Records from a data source
===

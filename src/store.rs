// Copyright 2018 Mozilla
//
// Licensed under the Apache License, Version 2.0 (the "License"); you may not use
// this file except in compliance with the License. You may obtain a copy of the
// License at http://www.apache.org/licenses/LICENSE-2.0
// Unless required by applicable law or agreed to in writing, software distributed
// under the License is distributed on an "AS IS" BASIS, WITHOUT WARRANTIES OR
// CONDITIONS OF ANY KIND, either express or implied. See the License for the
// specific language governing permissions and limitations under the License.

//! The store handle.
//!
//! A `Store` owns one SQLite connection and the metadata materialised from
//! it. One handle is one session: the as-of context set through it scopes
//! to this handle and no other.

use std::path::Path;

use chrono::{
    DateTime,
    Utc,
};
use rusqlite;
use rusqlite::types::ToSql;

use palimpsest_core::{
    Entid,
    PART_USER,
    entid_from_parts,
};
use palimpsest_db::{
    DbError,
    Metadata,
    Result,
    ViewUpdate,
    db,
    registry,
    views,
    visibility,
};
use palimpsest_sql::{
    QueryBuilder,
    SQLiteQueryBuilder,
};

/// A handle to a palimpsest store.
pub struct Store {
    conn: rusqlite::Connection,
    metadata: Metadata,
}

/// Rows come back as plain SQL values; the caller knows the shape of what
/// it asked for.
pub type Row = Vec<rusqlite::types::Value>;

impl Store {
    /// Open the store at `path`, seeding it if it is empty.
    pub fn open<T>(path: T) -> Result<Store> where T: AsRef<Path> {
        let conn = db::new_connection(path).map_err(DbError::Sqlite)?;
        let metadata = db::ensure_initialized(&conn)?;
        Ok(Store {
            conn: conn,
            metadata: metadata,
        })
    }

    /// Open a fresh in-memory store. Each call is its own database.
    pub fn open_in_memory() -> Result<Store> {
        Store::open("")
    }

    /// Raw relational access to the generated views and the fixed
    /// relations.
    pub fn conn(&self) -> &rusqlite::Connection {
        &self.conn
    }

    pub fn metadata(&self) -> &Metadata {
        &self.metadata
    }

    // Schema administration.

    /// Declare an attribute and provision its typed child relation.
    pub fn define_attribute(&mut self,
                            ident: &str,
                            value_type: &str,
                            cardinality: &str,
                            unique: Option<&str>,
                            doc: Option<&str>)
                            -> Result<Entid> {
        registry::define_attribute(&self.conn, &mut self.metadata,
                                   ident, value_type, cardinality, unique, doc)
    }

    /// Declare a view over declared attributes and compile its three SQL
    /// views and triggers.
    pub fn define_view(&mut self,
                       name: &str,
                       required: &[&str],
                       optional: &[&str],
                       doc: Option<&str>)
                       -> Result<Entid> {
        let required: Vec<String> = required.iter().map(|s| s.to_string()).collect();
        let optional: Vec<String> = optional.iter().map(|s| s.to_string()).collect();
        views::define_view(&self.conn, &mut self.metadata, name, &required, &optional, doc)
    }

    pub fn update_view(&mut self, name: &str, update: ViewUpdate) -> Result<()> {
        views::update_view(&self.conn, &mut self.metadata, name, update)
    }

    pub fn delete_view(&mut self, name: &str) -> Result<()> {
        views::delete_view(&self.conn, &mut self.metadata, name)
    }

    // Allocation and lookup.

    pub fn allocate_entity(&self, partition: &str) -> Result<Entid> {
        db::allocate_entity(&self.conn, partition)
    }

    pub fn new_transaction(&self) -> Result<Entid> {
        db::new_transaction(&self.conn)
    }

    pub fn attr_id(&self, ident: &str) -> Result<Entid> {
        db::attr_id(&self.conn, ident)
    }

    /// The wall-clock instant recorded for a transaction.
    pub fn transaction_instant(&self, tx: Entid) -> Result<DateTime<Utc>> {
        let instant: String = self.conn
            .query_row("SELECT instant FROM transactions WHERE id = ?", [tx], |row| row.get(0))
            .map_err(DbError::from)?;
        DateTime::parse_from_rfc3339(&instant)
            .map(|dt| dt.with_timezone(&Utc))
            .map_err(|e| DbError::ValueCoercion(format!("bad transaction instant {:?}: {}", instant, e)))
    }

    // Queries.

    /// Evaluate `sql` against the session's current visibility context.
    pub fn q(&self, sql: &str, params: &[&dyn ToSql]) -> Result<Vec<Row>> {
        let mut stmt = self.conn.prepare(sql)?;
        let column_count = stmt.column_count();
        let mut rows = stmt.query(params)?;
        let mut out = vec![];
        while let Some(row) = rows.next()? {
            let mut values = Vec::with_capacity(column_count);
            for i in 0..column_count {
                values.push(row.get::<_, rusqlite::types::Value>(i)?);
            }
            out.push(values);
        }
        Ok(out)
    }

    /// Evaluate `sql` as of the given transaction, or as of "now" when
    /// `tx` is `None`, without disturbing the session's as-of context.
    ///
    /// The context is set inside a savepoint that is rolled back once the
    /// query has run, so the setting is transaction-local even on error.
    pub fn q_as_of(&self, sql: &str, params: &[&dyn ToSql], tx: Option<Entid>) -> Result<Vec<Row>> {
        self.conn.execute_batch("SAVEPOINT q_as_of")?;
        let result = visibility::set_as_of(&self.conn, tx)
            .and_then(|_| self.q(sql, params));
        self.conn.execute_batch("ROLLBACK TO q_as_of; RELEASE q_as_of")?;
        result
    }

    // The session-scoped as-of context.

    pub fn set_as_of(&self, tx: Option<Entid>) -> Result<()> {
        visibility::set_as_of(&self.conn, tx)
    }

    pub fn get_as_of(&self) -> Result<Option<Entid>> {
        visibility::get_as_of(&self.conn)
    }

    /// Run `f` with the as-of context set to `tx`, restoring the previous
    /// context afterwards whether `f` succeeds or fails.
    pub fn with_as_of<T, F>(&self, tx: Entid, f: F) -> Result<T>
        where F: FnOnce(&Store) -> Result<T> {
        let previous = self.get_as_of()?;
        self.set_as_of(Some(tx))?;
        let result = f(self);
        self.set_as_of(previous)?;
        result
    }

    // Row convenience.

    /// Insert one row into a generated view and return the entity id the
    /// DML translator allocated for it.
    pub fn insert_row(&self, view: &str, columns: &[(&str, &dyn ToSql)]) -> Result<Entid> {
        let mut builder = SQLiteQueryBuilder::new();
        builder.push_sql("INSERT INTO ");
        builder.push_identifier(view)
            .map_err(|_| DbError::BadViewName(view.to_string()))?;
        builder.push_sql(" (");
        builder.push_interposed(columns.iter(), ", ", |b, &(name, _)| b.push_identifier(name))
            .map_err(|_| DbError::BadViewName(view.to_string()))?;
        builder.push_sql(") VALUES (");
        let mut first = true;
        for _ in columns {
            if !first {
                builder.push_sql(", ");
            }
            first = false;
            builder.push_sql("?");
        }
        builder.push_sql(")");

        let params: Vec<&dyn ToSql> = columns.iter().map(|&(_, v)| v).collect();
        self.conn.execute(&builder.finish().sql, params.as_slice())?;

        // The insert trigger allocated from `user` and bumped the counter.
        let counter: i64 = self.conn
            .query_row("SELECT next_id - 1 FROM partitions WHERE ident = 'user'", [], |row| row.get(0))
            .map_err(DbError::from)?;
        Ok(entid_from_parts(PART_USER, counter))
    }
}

===

* **What you have to do**:
All of the data above must be retyped exactly.

* **Expected answer**:
filename src/store.rs
// Copyright 2018 Mozilla
//
// Licensed under the Apache License, Version 2.0 (the "License"); you may not use
// this file except in compliance with the License. You may obtain a copy of the
// License at http://www.apache.org/licenses/LICENSE-2.0
// Unless required by applicable law or agreed to in writing, software distributed
// under the License is distributed on an "AS IS" BASIS, WITHOUT WARRANTIES OR
// CONDITIONS OF ANY KIND, either express or implied. See the License for the
// specific language governing permissions and limitations under the License.

//! The store handle.
//!
//! A `Store` owns one SQLite connection and the metadata materialised from
//! it. One handle is one session: the as-of context set through it scopes
//! to this handle and no other.

use std::path::Path;

use chrono::{
    DateTime,
    Utc,
};
use rusqlite;
use rusqlite::types::ToSql;

use palimpsest_core::{
    Entid,
    PART_USER,
    entid_from_parts,
};
use palimpsest_db::{
    DbError,
    Metadata,
    Result,
    ViewUpdate,
    db,
    registry,
    views,
    visibility,
};
use palimpsest_sql::{
    QueryBuilder,
    SQLiteQueryBuilder,
};

/// A handle to a palimpsest store.
pub struct Store {
    conn: rusqlite::Connection,
    metadata: Metadata,
}

/// Rows come back as plain SQL values; the caller knows the shape of what
/// it asked for.
pub type Row = Vec<rusqlite::types::Value>;

impl Store {
    /// Open the store at `path`, seeding it if it is empty.
    pub fn open<T>(path: T) -> Result<Store> where T: AsRef<Path> {
        let conn = db::new_connection(path).map_err(DbError::Sqlite)?;
        let metadata = db::ensure_initialized(&conn)?;
        Ok(Store {
            conn: conn,
            metadata: metadata,
        })
    }

    /// Open a fresh in-memory store. Each call is its own database.
    pub fn open_in_memory() -> Result<Store> {
        Store::open("")
    }

    /// Raw relational access to the generated views and the fixed
    /// relations.
    pub fn conn(&self) -> &rusqlite::Connection {
        &self.conn
    }

    pub fn metadata(&self) -> &Metadata {
        &self.metadata
    }

    // Schema administration.

    /// Declare an attribute and provision its typed child relation.
    pub fn define_attribute(&mut self,
                            ident: &str,
                            value_type: &str,
                            cardinality: &str,
                            unique: Option<&str>,
                            doc: Option<&str>)
                            -> Result<Entid> {
        registry::define_attribute(&self.conn, &mut self.metadata,
                                   ident, value_type, cardinality, unique, doc)
    }

    /// Declare a view over declared attributes and compile its three SQL
    /// views and triggers.
    pub fn define_view(&mut self,
                       name: &str,
                       required: &[&str],
                       optional: &[&str],
                       doc: Option<&str>)
                       -> Result<Entid> {
        let required: Vec<String> = required.iter().map(|s| s.to_string()).collect();
        let optional: Vec<String> = optional.iter().map(|s| s.to_string()).collect();
        views::define_view(&self.conn, &mut self.metadata, name, &required, &optional, doc)
    }

    pub fn update_view(&mut self, name: &str, update: ViewUpdate) -> Result<()> {
        views::update_view(&self.conn, &mut self.metadata, name, update)
    }

    pub fn delete_view(&mut self, name: &str) -> Result<()> {
        views::delete_view(&self.conn, &mut self.metadata, name)
    }

    // Allocation and lookup.

    pub fn allocate_entity(&self, partition: &str) -> Result<Entid> {
        db::allocate_entity(&self.conn, partition)
    }

    pub fn new_transaction(&self) -> Result<Entid> {
        db::new_transaction(&self.conn)
    }

    pub fn attr_id(&self, ident: &str) -> Result<Entid> {
        db::attr_id(&self.conn, ident)
    }

    /// The wall-clock instant recorded for a transaction.
    pub fn transaction_instant(&self, tx: Entid) -> Result<DateTime<Utc>> {
        let instant: String = self.conn
            .query_row("SELECT instant FROM transactions WHERE id = ?", [tx], |row| row.get(0))
            .map_err(DbError::from)?;
        DateTime::parse_from_rfc3339(&instant)
            .map(|dt| dt.with_timezone(&Utc))
            .map_err(|e| DbError::ValueCoercion(format!("bad transaction instant {:?}: {}", instant, e)))
    }

    // Queries.

    /// Evaluate `sql` against the session's current visibility context.
    pub fn q(&self, sql: &str, params: &[&dyn ToSql]) -> Result<Vec<Row>> {
        let mut stmt = self.conn.prepare(sql)?;
        let column_count = stmt.column_count();
        let mut rows = stmt.query(params)?;
        let mut out = vec![];
        while let Some(row) = rows.next()? {
            let mut values = Vec::with_capacity(column_count);
            for i in 0..column_count {
                values.push(row.get::<_, rusqlite::types::Value>(i)?);
            }
            out.push(values);
        }
        Ok(out)
    }

    /// Evaluate `sql` as of the given transaction, or as of "now" when
    /// `tx` is `None`, without disturbing the session's as-of context.
    ///
    /// The context is set inside a savepoint that is rolled back once the
    /// query has run, so the setting is transaction-local even on error.
    pub fn q_as_of(&self, sql: &str, params: &[&dyn ToSql], tx: Option<Entid>) -> Result<Vec<Row>> {
        self.conn.execute_batch("SAVEPOINT q_as_of")?;
        let result = visibility::set_as_of(&self.conn, tx)
            .and_then(|_| self.q(sql, params));
        self.conn.execute_batch("ROLLBACK TO q_as_of; RELEASE q_as_of")?;
        result
    }

    // The session-scoped as-of context.

    pub fn set_as_of(&self, tx: Option<Entid>) -> Result<()> {
        visibility::set_as_of(&self.conn, tx)
    }

    pub fn get_as_of(&self) -> Result<Option<Entid>> {
        visibility::get_as_of(&self.conn)
    }

    /// Run `f` with the as-of context set to `tx`, restoring the previous
    /// context afterwards whether `f` succeeds or fails.
    pub fn with_as_of<T, F>(&self, tx: Entid, f: F) -> Result<T>
        where F: FnOnce(&Store) -> Result<T> {
        let previous = self.get_as_of()?;
        self.set_as_of(Some(tx))?;
        let result = f(self);
        self.set_as_of(previous)?;
        result
    }

    // Row convenience.

    /// Insert one row into a generated view and return the entity id the
    /// DML translator allocated for it.
    pub fn insert_row(&self, view: &str, columns: &[(&str, &dyn ToSql)]) -> Result<Entid> {
        let mut builder = SQLiteQueryBuilder::new();
        builder.push_sql("INSERT INTO ");
        builder.push_identifier(view)
            .map_err(|_| DbError::BadViewName(view.to_string()))?;
        builder.push_sql(" (");
        builder.push_interposed(columns.iter(), ", ", |b, &(name, _)| b.push_identifier(name))
            .map_err(|_| DbError::BadViewName(view.to_string()))?;
        builder.push_sql(") VALUES (");
        let mut first = true;
        for _ in columns {
            if !first {
                builder.push_sql(", ");
            }
            first = false;
            builder.push_sql("?");
        }
        builder.push_sql(")");

        let params: Vec<&dyn ToSql> = columns.iter().map(|&(_, v)| v).collect();
        self.conn.execute(&builder.finish().sql, params.as_slice())?;

        // The insert trigger allocated from `user` and bumped the counter.
        let counter: i64 = self.conn
            .query_row("SELECT next_id - 1 FROM partitions WHERE ident = 'user'", [], |row| row.get(0))
            .map_err(DbError::from)?;
        Ok(entid_from_parts(PART_USER, counter))
    }
}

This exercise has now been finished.